Serbian carbonated mineral water

Knjaz Miloš (Књаз Милош, /sh/) is a Serbian carbonated mineral water producer and distributor based in Aranđelovac, Serbia.

In addition to its centerpiece Knjaz Miloš carbonated mineral water, the company also produces natural mineral water Aqua Viva, Guarana energy drink, a line of carbonated and still non-alcoholic beverages with fruit juice – ReMix Knjaz, Tube, Golf, and Gusto brands.

==History==

The beginning of the practice of using spring water goes back to the year 1811 when Dositej Obradović visited the spring and utilized its water for medical purposes.

Twenty-five years later, Russian experts and the chief of Sanitation of the Principality of Serbia, Dr. Emerih Lindemajer, carried out the first official analysis of the properties and quality of this mineral water. Impressed by the results and concurrent special medicinal properties of the water, they brought the first visitors to the source and launched the first organized exploitation of water.

In 1858, Serbian prince Miloš Obrenović placed the source under the protection of the state and decided to make a city in the area. As a sign of gratitude, the locals and visitors named the spring after the prince, upon which the concept of the industrial exploitation of Bukovička Spa's naturally carbonated water began to unfold.

Knjaz Miloš is bearing the name of Miloš Obrenović, Prince of Serbia from 1815 to 1839. It operates in its current form since 2000.
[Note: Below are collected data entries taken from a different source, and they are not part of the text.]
//! The playback sync loop
//!
//! Polls the remote player, reconciles the result with outstanding user
//! edits and publishes one snapshot per tick to an observer. User actions go
//! through the same reconciliation so the observer only ever sees snapshots
//! produced by one writer.

use std::collections::VecDeque;
use std::sync::atomic::{AtomicBool, Ordering};
use std::sync::Arc;
use std::time::Duration;

use parking_lot::{Mutex, ReentrantMutex, RwLock};
use tokio::sync::Notify;
use tokio::task::JoinHandle;
use tokio::time::Instant;
use tokio_util::sync::CancellationToken;
use tracing::{debug, info, warn};

use super::pending::{Intent, PendingEdits};
use super::snapshot::{PlaybackSnapshot, SyncStatus};
use crate::config::SyncConfig;
use crate::credentials::CredentialStore;
use crate::error::{Error, Result};
use crate::spotify::PlaybackApi;

/// Receives what the loop publishes
///
/// Events arrive in publication order, one at a time, with no loop lock held
/// except the delivery lock. Implementations may read the [`SyncLoop`] or
/// call [`SyncLoop::stop`] from a callback; once `stop` returns no further
/// event is delivered.
pub trait SyncObserver: Send + Sync {
    /// The displayed snapshot, `None` when nothing is playing or signed out
    fn on_snapshot(&self, snapshot: Option<&PlaybackSnapshot>);

    /// Only called when the status changes
    fn on_status(&self, status: &SyncStatus);
}

/// Published but not yet delivered
enum Event {
    Snapshot(Option<PlaybackSnapshot>),
    Status(SyncStatus),
}

struct State {
    /// Last snapshot the server reported
    server: Option<PlaybackSnapshot>,
    /// Server snapshot with live edits applied
    published: Option<PlaybackSnapshot>,
    edits: PendingEdits,
    status: SyncStatus,
    consecutive_failures: u32,
    stopped: bool,
    /// Bumped on every start and stop; polls from an older epoch are discarded
    epoch: u64,
    outbox: VecDeque<Event>,
}

impl State {
    fn is_current(&self, epoch: u64) -> bool {
        !self.stopped && self.epoch == epoch
    }
}

struct Shared {
    api: Arc<dyn PlaybackApi>,
    credentials: Arc<CredentialStore>,
    config: SyncConfig,
    observer: RwLock<Option<Arc<dyn SyncObserver>>>,
    state: Mutex<State>,
    /// Held while events are handed to the observer, and by `stop`
    delivery: ReentrantMutex<()>,
    in_flight: AtomicBool,
    wake: Notify,
}

/// Marks a poll as outstanding until dropped
struct FlightGuard<'a>(&'a AtomicBool);

impl<'a> FlightGuard<'a> {
    fn acquire(flag: &'a AtomicBool) -> Option<Self> {
        flag.compare_exchange(false, true, Ordering::AcqRel, Ordering::Acquire)
            .ok()
            .map(|_| FlightGuard(flag))
    }
}

impl Drop for FlightGuard<'_> {
    fn drop(&mut self) {
        self.0.store(false, Ordering::Release);
    }
}

struct Running {
    cancel: CancellationToken,
    handle: JoinHandle<()>,
}

/// Cooperative single-flight poller for the remote player
pub struct SyncLoop {
    shared: Arc<Shared>,
    running: Mutex<Option<Running>>,
}

impl SyncLoop {
    pub fn new(
        api: Arc<dyn PlaybackApi>,
        credentials: Arc<CredentialStore>,
        config: SyncConfig,
    ) -> Self {
        Self {
            shared: Arc::new(Shared {
                api,
                credentials,
                config,
                observer: RwLock::new(None),
                state: Mutex::new(State {
                    server: None,
                    published: None,
                    edits: PendingEdits::new(),
                    status: SyncStatus::Starting,
                    consecutive_failures: 0,
                    stopped: false,
                    epoch: 0,
                    outbox: VecDeque::new(),
                }),
                delivery: ReentrantMutex::new(()),
                in_flight: AtomicBool::new(false),
                wake: Notify::new(),
            }),
            running: Mutex::new(None),
        }
    }

    pub fn set_observer(&self, observer: Arc<dyn SyncObserver>) {
        *self.shared.observer.write() = Some(observer);
    }

    pub fn clear_observer(&self) {
        *self.shared.observer.write() = None;
    }

    /// Spawn the poll task on the current tokio runtime. No-op when running.
    pub fn start(&self) {
        let mut running = self.running.lock();
        if running.as_ref().is_some_and(|r| !r.handle.is_finished()) {
            debug!("Sync loop already running");
            return;
        }

        {
            let mut state = self.shared.state.lock();
            state.stopped = false;
            state.epoch += 1;
        }

        let cancel = CancellationToken::new();
        let handle = tokio::spawn(run(self.shared.clone(), cancel.clone()));
        *running = Some(Running { cancel, handle });
    }

    /// Stop polling. Once this returns nothing more is published, including
    /// the result of a poll that was still in flight.
    pub fn stop(&self) {
        if let Some(running) = self.running.lock().take() {
            running.cancel.cancel();
        }

        // Waits out a delivery running on another thread
        let _delivery = self.shared.delivery.lock();
        let mut state = self.shared.state.lock();
        state.stopped = true;
        state.epoch += 1;
        state.outbox.clear();
        debug!("Sync loop stopped at epoch {}", state.epoch);
    }

    pub fn is_running(&self) -> bool {
        self.running
            .lock()
            .as_ref()
            .is_some_and(|r| !r.handle.is_finished())
    }

    /// Run one tick now. Returns `false` if a poll was already in flight.
    pub async fn poll_once(&self) -> bool {
        self.shared.poll().await
    }

    /// Ask the running loop to poll without waiting for the interval
    pub fn poll_now(&self) {
        self.shared.wake.notify_one();
    }

    /// The snapshot last published
    pub fn snapshot(&self) -> Option<PlaybackSnapshot> {
        self.shared.state.lock().published.clone()
    }

    pub fn status(&self) -> SyncStatus {
        self.shared.state.lock().status.clone()
    }

    pub fn pending_edits(&self) -> usize {
        self.shared.state.lock().edits.len()
    }

    /// Toggle play/pause against the displayed state
    ///
    /// With nothing displayed this asks the remote to resume.
    pub async fn request_play_pause(&self) -> Result<()> {
        self.ensure_signed_in()?;

        let (play, generation) = {
            let mut guard = self.shared.state.lock();
            let state = &mut *guard;
            match state.published.as_ref().map(|s| !s.is_playing) {
                Some(play) => {
                    let generation = state.edits.insert(
                        Intent::Playing(play),
                        None,
                        Instant::now(),
                        self.shared.config.play_pause_settle(),
                    );
                    self.shared.republish(state);
                    (play, Some(generation))
                }
                None => (true, None),
            }
        };
        self.shared.deliver();

        debug!("{} requested", if play { "Play" } else { "Pause" });
        let result = if play {
            self.shared.api.play().await
        } else {
            self.shared.api.pause().await
        };
        self.shared.settle(generation, result)
    }

    /// Seek the current item; the position is clamped to its duration
    pub async fn request_seek(&self, position_ms: u64) -> Result<()> {
        self.ensure_signed_in()?;

        let (target, duration_ms, generation) = {
            let mut guard = self.shared.state.lock();
            let state = &mut *guard;
            let current = state.published.as_ref().ok_or(Error::NothingPlaying)?;
            let duration_ms = current.duration_ms;
            let target = position_ms.min(duration_ms);
            let track_id = current.track_id.clone();

            let generation = state.edits.insert(
                Intent::Seek {
                    position_ms: target,
                },
                Some(track_id),
                Instant::now(),
                self.shared.config.seek_settle(),
            );
            self.shared.republish(state);
            (target, duration_ms, generation)
        };
        self.shared.deliver();

        debug!("Seek to {}ms requested", target);
        let result = self.shared.api.seek(target as i64, duration_ms).await;
        self.shared.settle(Some(generation), result)
    }

    /// Like or unlike the current item
    pub async fn request_favorite_toggle(&self) -> Result<()> {
        self.ensure_signed_in()?;

        let (track_id, favorite, generation) = {
            let mut guard = self.shared.state.lock();
            let state = &mut *guard;
            let current = state.published.as_ref().ok_or(Error::NothingPlaying)?;
            let favorite = !current.is_favorite;
            let track_id = current.track_id.clone();

            let generation = state.edits.insert(
                Intent::Favorite(favorite),
                Some(track_id.clone()),
                Instant::now(),
                self.shared.config.favorite_settle(),
            );
            self.shared.republish(state);
            (track_id, favorite, generation)
        };
        self.shared.deliver();

        debug!("Favorite={} requested", favorite);
        let result = self.shared.api.set_favorite(&track_id, favorite).await;
        self.shared.settle(Some(generation), result)
    }

    pub async fn request_skip_next(&self) -> Result<()> {
        self.ensure_signed_in()?;
        let result = self.shared.api.skip_next().await;
        self.shared.settle(None, result)?;
        self.poll_now();
        Ok(())
    }

    pub async fn request_skip_previous(&self) -> Result<()> {
        self.ensure_signed_in()?;
        let result = self.shared.api.skip_previous().await;
        self.shared.settle(None, result)?;
        self.poll_now();
        Ok(())
    }

    fn ensure_signed_in(&self) -> Result<()> {
        match self.shared.credentials.load() {
            Some(_) => Ok(()),
            None => Err(Error::Unauthenticated),
        }
    }
}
In 2004, the "FPP Balkan Limited" investment fund, part of London-based "FPP Group", became the majority owner in Knjaz Miloš. The takeover was done in two stages. In September 2004, "FPP Balkan Limited" bought through takeover bid a 25% stake in company's ownership structure. In December 2004, it launched another takeover bid and bought another 33% of shares, which made a total of €57 million investment for 58% of shares in company's ownership structure.

In January 2005, the "FPP Balkan Limited" added "Salford Investment Fund" as their partners. In December 2006, Knjaz Miloš a.d. obtained an ISO 22000 certification for food safety, thus way being able to put its products on European Union market.

In February 2015, "Salford Investment Fund" sold their interests in Knjaz Miloš to Mid Europa Partners. Since 2015, assets of Mid Europe Partners in Serbia which include Knjaz Miloš, Imlek and Bambi, are managed by "Moji Brendovi" consultant firm.

In 2019, a joint venture between the Czech Karlovarské Minerální Vody and PepsiCo agreed to acquire the company from Mid Europa Partners for undisclosed amount.